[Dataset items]
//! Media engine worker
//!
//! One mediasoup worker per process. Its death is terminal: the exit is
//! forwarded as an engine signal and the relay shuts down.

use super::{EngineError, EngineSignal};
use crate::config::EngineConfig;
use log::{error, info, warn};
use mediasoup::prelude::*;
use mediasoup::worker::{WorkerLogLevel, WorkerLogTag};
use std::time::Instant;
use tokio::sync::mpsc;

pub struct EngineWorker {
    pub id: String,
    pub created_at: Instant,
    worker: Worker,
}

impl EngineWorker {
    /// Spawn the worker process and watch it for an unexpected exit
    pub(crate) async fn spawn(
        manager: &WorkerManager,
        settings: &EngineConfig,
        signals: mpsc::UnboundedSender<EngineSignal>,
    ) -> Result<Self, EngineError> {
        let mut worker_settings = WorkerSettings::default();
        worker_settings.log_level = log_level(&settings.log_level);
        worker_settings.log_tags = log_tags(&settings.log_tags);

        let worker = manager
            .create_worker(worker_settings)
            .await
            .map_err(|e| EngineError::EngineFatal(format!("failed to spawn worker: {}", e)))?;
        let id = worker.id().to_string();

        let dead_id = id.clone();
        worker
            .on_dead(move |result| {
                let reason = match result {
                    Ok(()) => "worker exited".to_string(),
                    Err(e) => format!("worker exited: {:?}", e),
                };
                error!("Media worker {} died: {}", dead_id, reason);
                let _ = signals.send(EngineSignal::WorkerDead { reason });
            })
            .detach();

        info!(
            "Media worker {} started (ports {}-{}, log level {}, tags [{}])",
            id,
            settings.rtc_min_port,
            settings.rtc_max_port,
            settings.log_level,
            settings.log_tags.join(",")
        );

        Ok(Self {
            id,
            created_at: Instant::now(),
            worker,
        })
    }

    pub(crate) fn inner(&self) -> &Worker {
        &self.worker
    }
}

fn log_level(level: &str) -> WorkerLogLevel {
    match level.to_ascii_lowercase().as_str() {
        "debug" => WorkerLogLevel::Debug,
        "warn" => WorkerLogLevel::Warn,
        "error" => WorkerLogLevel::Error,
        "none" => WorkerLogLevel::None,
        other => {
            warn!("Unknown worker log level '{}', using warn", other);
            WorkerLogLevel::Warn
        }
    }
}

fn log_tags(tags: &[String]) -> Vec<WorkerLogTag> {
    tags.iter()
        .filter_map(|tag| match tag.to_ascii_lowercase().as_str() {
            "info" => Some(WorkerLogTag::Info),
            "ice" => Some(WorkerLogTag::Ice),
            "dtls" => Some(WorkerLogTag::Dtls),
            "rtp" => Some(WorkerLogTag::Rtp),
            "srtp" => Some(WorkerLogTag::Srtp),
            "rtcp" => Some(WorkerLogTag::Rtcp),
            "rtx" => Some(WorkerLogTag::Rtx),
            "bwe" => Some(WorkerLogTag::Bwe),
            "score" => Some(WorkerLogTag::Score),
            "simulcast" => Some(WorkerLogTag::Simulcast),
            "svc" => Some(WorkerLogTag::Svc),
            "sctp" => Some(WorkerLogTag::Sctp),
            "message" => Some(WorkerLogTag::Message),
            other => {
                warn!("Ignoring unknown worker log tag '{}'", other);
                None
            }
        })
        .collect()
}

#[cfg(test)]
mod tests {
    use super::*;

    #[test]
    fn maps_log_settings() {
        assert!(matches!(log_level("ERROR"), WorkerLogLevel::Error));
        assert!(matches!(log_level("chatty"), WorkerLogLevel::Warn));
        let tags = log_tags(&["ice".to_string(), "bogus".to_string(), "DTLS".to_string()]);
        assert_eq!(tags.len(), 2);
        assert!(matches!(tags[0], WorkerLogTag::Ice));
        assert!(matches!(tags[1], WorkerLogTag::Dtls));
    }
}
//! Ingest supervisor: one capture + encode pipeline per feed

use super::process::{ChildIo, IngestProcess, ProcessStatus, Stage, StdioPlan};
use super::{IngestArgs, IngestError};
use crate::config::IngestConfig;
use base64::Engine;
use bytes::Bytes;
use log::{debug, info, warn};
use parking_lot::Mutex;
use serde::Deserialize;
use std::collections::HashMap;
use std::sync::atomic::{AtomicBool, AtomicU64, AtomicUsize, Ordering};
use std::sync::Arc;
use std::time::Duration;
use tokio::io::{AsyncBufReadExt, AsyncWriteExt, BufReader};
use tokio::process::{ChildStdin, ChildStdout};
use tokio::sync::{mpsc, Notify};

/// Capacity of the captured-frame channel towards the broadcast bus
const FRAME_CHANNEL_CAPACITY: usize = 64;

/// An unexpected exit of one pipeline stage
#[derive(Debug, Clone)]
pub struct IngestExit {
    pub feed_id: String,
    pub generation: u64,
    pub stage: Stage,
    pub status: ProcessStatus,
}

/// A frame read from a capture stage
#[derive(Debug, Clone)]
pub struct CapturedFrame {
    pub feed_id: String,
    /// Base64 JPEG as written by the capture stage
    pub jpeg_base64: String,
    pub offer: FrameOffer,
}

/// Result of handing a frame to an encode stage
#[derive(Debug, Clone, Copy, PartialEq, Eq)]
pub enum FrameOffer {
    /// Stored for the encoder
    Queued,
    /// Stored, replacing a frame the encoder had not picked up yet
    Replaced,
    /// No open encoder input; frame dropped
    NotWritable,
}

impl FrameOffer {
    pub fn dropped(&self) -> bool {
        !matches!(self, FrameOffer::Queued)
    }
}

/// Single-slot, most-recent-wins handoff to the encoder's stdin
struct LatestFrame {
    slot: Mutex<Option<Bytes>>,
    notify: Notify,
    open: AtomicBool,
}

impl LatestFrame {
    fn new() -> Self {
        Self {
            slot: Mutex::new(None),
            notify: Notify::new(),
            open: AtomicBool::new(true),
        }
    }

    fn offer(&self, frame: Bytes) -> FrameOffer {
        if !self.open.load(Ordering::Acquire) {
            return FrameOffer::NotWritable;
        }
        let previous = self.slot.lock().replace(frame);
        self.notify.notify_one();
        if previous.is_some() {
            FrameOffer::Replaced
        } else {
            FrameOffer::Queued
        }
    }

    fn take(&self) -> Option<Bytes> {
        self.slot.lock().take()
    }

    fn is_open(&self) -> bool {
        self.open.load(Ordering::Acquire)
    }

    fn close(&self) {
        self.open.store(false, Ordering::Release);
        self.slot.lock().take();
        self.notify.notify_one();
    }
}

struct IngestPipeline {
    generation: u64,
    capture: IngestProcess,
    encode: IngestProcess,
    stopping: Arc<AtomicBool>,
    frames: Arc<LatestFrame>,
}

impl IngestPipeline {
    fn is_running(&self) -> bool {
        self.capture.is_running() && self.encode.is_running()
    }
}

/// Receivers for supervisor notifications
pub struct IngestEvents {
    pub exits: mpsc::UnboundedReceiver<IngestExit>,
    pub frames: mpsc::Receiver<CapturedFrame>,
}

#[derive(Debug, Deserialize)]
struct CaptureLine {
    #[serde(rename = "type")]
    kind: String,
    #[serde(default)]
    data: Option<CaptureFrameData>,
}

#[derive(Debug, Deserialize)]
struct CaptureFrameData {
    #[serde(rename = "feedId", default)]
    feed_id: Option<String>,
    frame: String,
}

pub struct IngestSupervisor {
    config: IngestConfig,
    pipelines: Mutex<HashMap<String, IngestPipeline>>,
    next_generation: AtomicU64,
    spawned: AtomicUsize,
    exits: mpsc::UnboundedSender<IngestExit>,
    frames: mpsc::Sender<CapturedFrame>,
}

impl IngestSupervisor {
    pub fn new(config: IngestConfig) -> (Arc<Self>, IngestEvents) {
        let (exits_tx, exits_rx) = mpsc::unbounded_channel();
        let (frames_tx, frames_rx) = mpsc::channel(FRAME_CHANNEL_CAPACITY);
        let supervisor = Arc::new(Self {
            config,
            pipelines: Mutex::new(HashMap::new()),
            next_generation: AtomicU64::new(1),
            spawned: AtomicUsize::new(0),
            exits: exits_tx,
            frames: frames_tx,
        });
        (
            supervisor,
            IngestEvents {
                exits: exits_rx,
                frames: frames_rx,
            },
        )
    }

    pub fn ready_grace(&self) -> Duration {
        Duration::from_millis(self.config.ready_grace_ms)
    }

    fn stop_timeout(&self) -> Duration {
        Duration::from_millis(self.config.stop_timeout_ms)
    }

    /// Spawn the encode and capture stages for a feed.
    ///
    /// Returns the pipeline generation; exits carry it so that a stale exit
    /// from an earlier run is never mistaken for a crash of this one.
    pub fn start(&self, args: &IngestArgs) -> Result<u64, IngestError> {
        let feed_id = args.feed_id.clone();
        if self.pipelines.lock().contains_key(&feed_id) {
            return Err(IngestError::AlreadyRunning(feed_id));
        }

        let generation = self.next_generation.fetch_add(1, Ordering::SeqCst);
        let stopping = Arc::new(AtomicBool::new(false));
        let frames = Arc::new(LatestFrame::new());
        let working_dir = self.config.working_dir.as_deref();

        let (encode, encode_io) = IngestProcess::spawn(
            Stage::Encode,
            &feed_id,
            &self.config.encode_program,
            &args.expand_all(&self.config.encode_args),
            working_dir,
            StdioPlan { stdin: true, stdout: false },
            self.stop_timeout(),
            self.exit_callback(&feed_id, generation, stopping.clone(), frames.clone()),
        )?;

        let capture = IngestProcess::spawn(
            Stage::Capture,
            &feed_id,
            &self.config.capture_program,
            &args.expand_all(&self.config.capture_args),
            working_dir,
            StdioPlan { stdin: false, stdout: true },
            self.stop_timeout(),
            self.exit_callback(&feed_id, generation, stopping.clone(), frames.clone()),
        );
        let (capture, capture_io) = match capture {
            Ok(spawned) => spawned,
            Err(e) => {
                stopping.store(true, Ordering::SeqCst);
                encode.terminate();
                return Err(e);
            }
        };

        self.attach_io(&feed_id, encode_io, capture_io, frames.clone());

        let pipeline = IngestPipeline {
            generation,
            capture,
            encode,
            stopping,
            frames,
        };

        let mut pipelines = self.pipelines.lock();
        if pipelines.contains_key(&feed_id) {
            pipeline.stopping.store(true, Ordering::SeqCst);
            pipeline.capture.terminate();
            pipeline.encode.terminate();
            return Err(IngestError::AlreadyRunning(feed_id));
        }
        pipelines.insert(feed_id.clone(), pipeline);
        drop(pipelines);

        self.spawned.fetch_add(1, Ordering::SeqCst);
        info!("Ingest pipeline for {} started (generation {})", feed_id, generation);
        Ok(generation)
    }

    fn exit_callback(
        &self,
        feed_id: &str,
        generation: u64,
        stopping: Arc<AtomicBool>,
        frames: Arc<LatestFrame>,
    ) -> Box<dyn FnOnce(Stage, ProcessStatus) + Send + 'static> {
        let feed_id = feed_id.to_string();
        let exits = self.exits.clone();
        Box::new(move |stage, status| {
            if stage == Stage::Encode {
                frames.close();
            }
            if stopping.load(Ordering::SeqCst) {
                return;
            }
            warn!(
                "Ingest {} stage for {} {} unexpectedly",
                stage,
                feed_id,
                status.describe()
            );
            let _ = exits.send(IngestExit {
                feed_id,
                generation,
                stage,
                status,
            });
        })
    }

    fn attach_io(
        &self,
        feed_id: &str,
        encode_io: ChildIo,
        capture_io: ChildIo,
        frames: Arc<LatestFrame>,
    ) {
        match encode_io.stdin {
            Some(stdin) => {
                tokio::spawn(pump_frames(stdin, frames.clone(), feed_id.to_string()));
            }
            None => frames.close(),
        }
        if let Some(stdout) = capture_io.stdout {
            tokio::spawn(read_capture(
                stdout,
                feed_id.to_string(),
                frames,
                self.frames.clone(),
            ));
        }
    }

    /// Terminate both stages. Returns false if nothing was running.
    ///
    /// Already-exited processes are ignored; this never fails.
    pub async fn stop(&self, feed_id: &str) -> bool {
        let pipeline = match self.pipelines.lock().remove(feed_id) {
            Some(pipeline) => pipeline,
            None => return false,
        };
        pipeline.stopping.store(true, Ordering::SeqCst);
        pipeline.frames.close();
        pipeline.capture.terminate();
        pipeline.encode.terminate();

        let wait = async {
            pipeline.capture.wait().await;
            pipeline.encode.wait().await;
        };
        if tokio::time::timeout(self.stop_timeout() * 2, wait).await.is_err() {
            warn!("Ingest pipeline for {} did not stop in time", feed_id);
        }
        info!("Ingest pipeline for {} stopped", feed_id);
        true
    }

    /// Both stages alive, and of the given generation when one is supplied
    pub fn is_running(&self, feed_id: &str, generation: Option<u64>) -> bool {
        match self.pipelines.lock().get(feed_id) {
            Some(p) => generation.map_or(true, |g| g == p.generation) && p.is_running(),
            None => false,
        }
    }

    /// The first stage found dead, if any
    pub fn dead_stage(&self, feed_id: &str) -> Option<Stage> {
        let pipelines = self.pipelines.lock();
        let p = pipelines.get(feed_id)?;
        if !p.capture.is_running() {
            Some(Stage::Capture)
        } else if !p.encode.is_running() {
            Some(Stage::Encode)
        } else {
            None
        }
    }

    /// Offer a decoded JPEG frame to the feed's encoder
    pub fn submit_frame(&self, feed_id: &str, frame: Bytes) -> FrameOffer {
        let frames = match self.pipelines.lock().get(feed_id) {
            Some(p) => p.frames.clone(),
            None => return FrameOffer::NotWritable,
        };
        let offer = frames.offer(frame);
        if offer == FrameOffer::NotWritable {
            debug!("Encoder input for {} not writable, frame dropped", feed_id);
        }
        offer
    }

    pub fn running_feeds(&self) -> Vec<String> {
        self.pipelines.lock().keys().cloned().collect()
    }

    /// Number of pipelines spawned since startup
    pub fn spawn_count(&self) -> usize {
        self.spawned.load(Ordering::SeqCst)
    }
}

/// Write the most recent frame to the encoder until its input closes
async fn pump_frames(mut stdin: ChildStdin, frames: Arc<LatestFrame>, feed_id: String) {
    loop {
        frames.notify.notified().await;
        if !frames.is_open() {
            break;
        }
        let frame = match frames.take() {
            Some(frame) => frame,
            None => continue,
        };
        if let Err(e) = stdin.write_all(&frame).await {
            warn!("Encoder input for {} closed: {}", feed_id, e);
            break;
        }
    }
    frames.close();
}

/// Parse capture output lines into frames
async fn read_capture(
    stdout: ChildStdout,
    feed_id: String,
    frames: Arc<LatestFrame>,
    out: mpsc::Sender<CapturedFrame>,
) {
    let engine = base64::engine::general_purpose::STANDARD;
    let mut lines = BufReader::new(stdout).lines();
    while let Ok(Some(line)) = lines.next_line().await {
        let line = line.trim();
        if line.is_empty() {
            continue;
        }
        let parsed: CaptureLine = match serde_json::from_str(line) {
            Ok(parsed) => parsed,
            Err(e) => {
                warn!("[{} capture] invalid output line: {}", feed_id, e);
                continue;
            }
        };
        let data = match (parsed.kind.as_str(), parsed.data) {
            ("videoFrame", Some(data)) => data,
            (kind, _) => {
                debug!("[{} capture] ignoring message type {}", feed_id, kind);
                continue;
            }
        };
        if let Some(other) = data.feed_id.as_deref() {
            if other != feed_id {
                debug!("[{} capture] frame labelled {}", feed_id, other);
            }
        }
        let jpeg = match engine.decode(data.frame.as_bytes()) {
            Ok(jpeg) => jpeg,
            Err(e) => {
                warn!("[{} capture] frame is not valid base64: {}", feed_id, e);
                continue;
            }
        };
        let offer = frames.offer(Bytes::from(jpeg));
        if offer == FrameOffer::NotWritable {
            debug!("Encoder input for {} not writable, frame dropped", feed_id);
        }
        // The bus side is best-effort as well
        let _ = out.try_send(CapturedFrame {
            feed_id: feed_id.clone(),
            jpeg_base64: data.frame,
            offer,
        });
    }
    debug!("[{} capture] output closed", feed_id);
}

### Problem
Count the lines of these entries that hold the string "load", and give only that number.

### The completed task
4